At last she gathered the torn cards and put them in the recycling, and washed her face. Three of her sticky notes had fallen off the white wall. She picked them up and stuck them back on.
Alien Manipulations in an Unfinished Universe: an Anti-Occam’s Razor Hypothesis
The neutrino was predicted by Wolfgang Pauli in 1930. It took until 1956 to discover that it actually existed.
One of the great predictions of particle physics, from considerations of symmetry, was the Omega particle. Predicted in 1962, discovered in 1964.
In an effort to distract herself, Sujata made some tea, set out a plate of cookies, and began to complete the list. Pink sticky notes on the prediction and discovery of the tau neutrino, the top and bottom quarks, dark matter, the Higgs boson.
When Sujata was in graduate school, she had founded the Anti-Occam’s Razor Society. Membership varied between one and four. Occam’s Razor, a guiding principle of science, posited that the simplest idea that explained a phenomenon was most likely to be correct. She had always found this a dull notion, a surrendering of the imagination to the tyranny of the mundane. She liked to invent complicated explanations for straightforward phenomena, a kind of intellectual Rube-Goldbergism, just to thumb her nose at William of Occam. It was a joke, of course.

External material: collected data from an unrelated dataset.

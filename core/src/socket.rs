/*
 * socket.rs
 * Copyright (C) 2026 Chris Burdess
 *
 * This file is part of Strada, a blocking-style HTTP/1.1 client library.
 *
 * Strada is free software: you can redistribute it and/or modify
 * it under the terms of the GNU General Public License as published by
 * the Free Software Foundation, either version 3 of the License, or
 * (at your option) any later version.
 *
 * Strada is distributed in the hope that it will be useful,
 * but WITHOUT ANY WARRANTY; without even the implied warranty of
 * MERCHANTABILITY or FITNESS FOR A PARTICULAR PURPOSE.  See the
 * GNU General Public License for more details.
 *
 * You should have received a copy of the GNU General Public License
 * along with Strada.  If not, see <http://www.gnu.org/licenses/>.
 */

//! Plain TCP socket primitive over a non-blocking descriptor, with per-call
//! connect/read/write timeouts and a queryable last error. Also a listener
//! whose accept is bounded by the same kind of timeout.

use std::io::{self, Read, Write};
use std::net::{self, SocketAddr, TcpStream};
use std::os::fd::{AsRawFd, RawFd};
use std::time::Duration;

use tracing::trace;

use crate::config::TransportConfig;
use crate::error::{ConnectError, SocketError};
use crate::retry::{self, Operation, RetryError, Step, WantedOp};
use crate::sys;

const DEFAULT_CONNECT_TIMEOUT: Duration = Duration::from_millis(10_000);
const DEFAULT_IO_TIMEOUT: Duration = Duration::from_millis(2_000);

/// Completes a connect started with `sys::start_connect`.
struct ConnectPending {
    waited: bool,
}

impl Operation<TcpStream> for ConnectPending {
    type Output = ();

    fn apply(&mut self, stream: &mut TcpStream) -> Step<()> {
        if !self.waited {
            self.waited = true;
            return Step::WantWrite;
        }
        match stream.take_error() {
            Ok(Some(err)) | Err(err) => return Step::Failed(err.into()),
            Ok(None) => {}
        }
        match stream.peer_addr() {
            Ok(_) => Step::Done(()),
            Err(e) if e.kind() == io::ErrorKind::NotConnected => Step::WantWrite,
            Err(e) => Step::Failed(e.into()),
        }
    }
}

struct ReadOp<'a> {
    buf: &'a mut [u8],
}

impl Operation<TcpStream> for ReadOp<'_> {
    type Output = usize;

    fn apply(&mut self, stream: &mut TcpStream) -> Step<usize> {
        loop {
            if let Some(step) = retry::step_from_io(stream.read(self.buf), WantedOp::Read) {
                return step;
            }
        }
    }
}

struct WriteOp<'a> {
    buf: &'a [u8],
}

impl Operation<TcpStream> for WriteOp<'_> {
    type Output = usize;

    fn apply(&mut self, stream: &mut TcpStream) -> Step<usize> {
        loop {
            if let Some(step) = retry::step_from_io(stream.write(self.buf), WantedOp::Write) {
                return step;
            }
        }
    }
}

/// Non-blocking TCP socket presenting blocking-looking calls.
///
/// Owned by exactly one connection holder; moves, never copies.
#[derive(Debug)]
pub struct TcpSocket {
    stream: Option<TcpStream>,
    connect_timeout: Option<Duration>,
    read_timeout: Option<Duration>,
    write_timeout: Option<Duration>,
    last_error: SocketError,
}

impl Default for TcpSocket {
    fn default() -> Self {
        Self::new()
    }
}

impl TcpSocket {
    /// Unconnected socket with the default timeouts (connect 10 s, read and write 2 s).
    pub fn new() -> Self {
        Self {
            stream: None,
            connect_timeout: Some(DEFAULT_CONNECT_TIMEOUT),
            read_timeout: Some(DEFAULT_IO_TIMEOUT),
            write_timeout: Some(DEFAULT_IO_TIMEOUT),
            last_error: SocketError::NoError,
        }
    }

    /// Unconnected socket taking its timeouts from `config`.
    pub fn with_config(config: &TransportConfig) -> Self {
        Self {
            stream: None,
            connect_timeout: config.connect_timeout(),
            read_timeout: config.read_timeout(),
            write_timeout: config.write_timeout(),
            last_error: SocketError::NoError,
        }
    }

    pub(crate) fn from_accepted(stream: TcpStream, template: &TcpSocket) -> io::Result<Self> {
        stream.set_nonblocking(true)?;
        Ok(Self {
            stream: Some(stream),
            connect_timeout: template.connect_timeout,
            read_timeout: template.read_timeout,
            write_timeout: template.write_timeout,
            last_error: SocketError::NoError,
        })
    }

    pub fn set_connect_timeout(&mut self, timeout: Option<Duration>) {
        self.connect_timeout = timeout;
    }

    pub fn set_read_timeout(&mut self, timeout: Option<Duration>) {
        self.read_timeout = timeout;
    }

    pub fn set_write_timeout(&mut self, timeout: Option<Duration>) {
        self.write_timeout = timeout;
    }

    pub fn connect_timeout(&self) -> Option<Duration> {
        self.connect_timeout
    }

    pub fn read_timeout(&self) -> Option<Duration> {
        self.read_timeout
    }

    pub fn write_timeout(&self) -> Option<Duration> {
        self.write_timeout
    }

    /// Connect to `addr`, waiting at most the connect timeout. Any previous
    /// connection is closed first.
    pub fn connect(&mut self, addr: SocketAddr) -> Result<(), ConnectError> {
        self.close();
        let mut stream = sys::nonblocking_stream(&addr).map_err(|e| self.fail_connect(e))?;
        let connected = sys::start_connect(stream.as_raw_fd(), &addr)
            .map_err(|e| self.fail_connect(e))?;
        if !connected {
            let mut op = ConnectPending { waited: false };
            match retry::retry(&mut stream, &mut op, self.connect_timeout) {
                Ok(()) => {}
                Err(RetryError::TimedOut(_)) => {
                    self.last_error = SocketError::TimedOut;
                    trace!(%addr, "connect timed out");
                    return Err(ConnectError::TimedOut);
                }
                Err(e) => return Err(self.fail_connect(e.into_io())),
            }
        }
        trace!(%addr, "connected");
        self.last_error = SocketError::NoError;
        self.stream = Some(stream);
        Ok(())
    }

    fn fail_connect(&mut self, err: io::Error) -> ConnectError {
        self.last_error = SocketError::from(&err);
        if self.last_error == SocketError::TimedOut {
            ConnectError::TimedOut
        } else {
            ConnectError::Socket(err)
        }
    }

    /// Receive up to `buf.len()` bytes; `Ok(0)` means the peer closed the stream.
    pub fn receive(&mut self, buf: &mut [u8]) -> io::Result<usize> {
        let timeout = self.read_timeout;
        let stream = self.stream_or_err()?;
        let mut op = ReadOp { buf };
        let result = retry::retry(stream, &mut op, timeout);
        self.record(result)
    }

    /// Send some prefix of `buf`, returning how many bytes were written.
    pub fn send(&mut self, buf: &[u8]) -> io::Result<usize> {
        let timeout = self.write_timeout;
        let stream = self.stream_or_err()?;
        let mut op = WriteOp { buf };
        let result = retry::retry(stream, &mut op, timeout);
        self.record(result)
    }

    fn stream_or_err(&mut self) -> io::Result<&mut TcpStream> {
        match self.stream.as_mut() {
            Some(stream) => Ok(stream),
            None => Err(io::Error::from(io::ErrorKind::NotConnected)),
        }
    }

    fn record(&mut self, result: Result<usize, RetryError>) -> io::Result<usize> {
        match result {
            Ok(n) => Ok(n),
            Err(RetryError::TimedOut(_)) => {
                self.last_error = SocketError::TimedOut;
                Err(io::Error::from(io::ErrorKind::TimedOut))
            }
            Err(e) => {
                let err = e.into_io();
                self.last_error = SocketError::from(&err);
                Err(err)
            }
        }
    }

    /// Close the connection. Safe to call repeatedly.
    pub fn close(&mut self) {
        if let Some(stream) = self.stream.take() {
            let _ = stream.shutdown(net::Shutdown::Both);
        }
    }

    pub fn is_valid(&self) -> bool {
        self.stream.is_some()
    }

    pub fn last_error(&self) -> SocketError {
        self.last_error
    }

    pub(crate) fn set_last_error(&mut self, err: SocketError) {
        self.last_error = err;
    }

    pub fn peer_addr(&self) -> Option<SocketAddr> {
        self.stream.as_ref().and_then(|s| s.peer_addr().ok())
    }

    /// Descriptor for callers polling from their own event loop.
    pub fn raw_fd(&self) -> Option<RawFd> {
        self.stream.as_ref().map(AsRawFd::as_raw_fd)
    }

    pub(crate) fn stream_mut(&mut self) -> Option<&mut TcpStream> {
        self.stream.as_mut()
    }
}

impl Read for TcpSocket {
    fn read(&mut self, buf: &mut [u8]) -> io::Result<usize> {
        self.receive(buf)
    }
}

impl Write for TcpSocket {
    fn write(&mut self, buf: &[u8]) -> io::Result<usize> {
        self.send(buf)
    }

    fn flush(&mut self) -> io::Result<()> {
        Ok(())
    }
}

struct Accept;

impl Operation<net::TcpListener> for Accept {
    type Output = (TcpStream, SocketAddr);

    fn apply(&mut self, listener: &mut net::TcpListener) -> Step<Self::Output> {
        loop {
            if let Some(step) = retry::step_from_io(listener.accept(), WantedOp::Read) {
                return step;
            }
        }
    }
}

/// Non-blocking listening socket; `accept` waits at most the accept timeout.
#[derive(Debug)]
pub struct TcpListener {
    inner: net::TcpListener,
    template: TcpSocket,
    last_error: SocketError,
}

impl TcpListener {
    pub fn bind(addr: SocketAddr) -> io::Result<Self> {
        let inner = net::TcpListener::bind(addr)?;
        inner.set_nonblocking(true)?;
        Ok(Self {
            inner,
            template: TcpSocket::new(),
            last_error: SocketError::NoError,
        })
    }

    /// Accept timeout; accepted sockets inherit all three timeouts.
    pub fn set_accept_timeout(&mut self, timeout: Option<Duration>) {
        self.template.set_connect_timeout(timeout);
    }

    pub fn set_read_timeout(&mut self, timeout: Option<Duration>) {
        self.template.set_read_timeout(timeout);
    }

    pub fn set_write_timeout(&mut self, timeout: Option<Duration>) {
        self.template.set_write_timeout(timeout);
    }

    pub fn local_addr(&self) -> io::Result<SocketAddr> {
        self.inner.local_addr()
    }

    /// Accept one connection. A timeout yields `ErrorKind::TimedOut` and
    /// `last_error() == SocketError::TimedOut`.
    pub fn accept(&mut self) -> io::Result<(TcpSocket, SocketAddr)> {
        let timeout = self.template.connect_timeout;
        match retry::retry(&mut self.inner, &mut Accept, timeout) {
            Ok((stream, addr)) => {
                self.last_error = SocketError::NoError;
                Ok((TcpSocket::from_accepted(stream, &self.template)?, addr))
            }
            Err(RetryError::TimedOut(_)) => {
                self.last_error = SocketError::TimedOut;
                Err(io::Error::from(io::ErrorKind::TimedOut))
            }
            Err(e) => {
                let err = e.into_io();
                self.last_error = SocketError::from(&err);
                Err(err)
            }
        }
    }

    pub fn last_error(&self) -> SocketError {
        self.last_error
    }
}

Over the years, as an extension of the long joke of ideas, she’d come up with the Alien Manipulation hypothesis. This is how she had first explained it to Veenu:
The universe is a massive quantum-mechanical relativistic Rube Goldberg machine in continual need of adjustment by a bunch of super-intelligent aliens. Suppose an intelligent species comes up with a theory, and a prediction. The aliens then adjust the machine in order to make the prediction come true. One reason why interstellar civilizations cannot meet is because contradictory predictions must be avoided. There is bedrock reality—you know, Pythagoras’ theorem, gravity, not falling through floors. But beyond bedrock reality there are multiple ways to explain the universe, and the duplicitous alien manipulators ensure that we are taken in by our own illusions. But—if everything we predicted was exactly right, we would become suspicious, or worse, even more arrogant than we are now. So they throw in the occasional surprise result—accelerating expansion of the universe, stars at the edges of galaxies moving faster than visible matter would entail.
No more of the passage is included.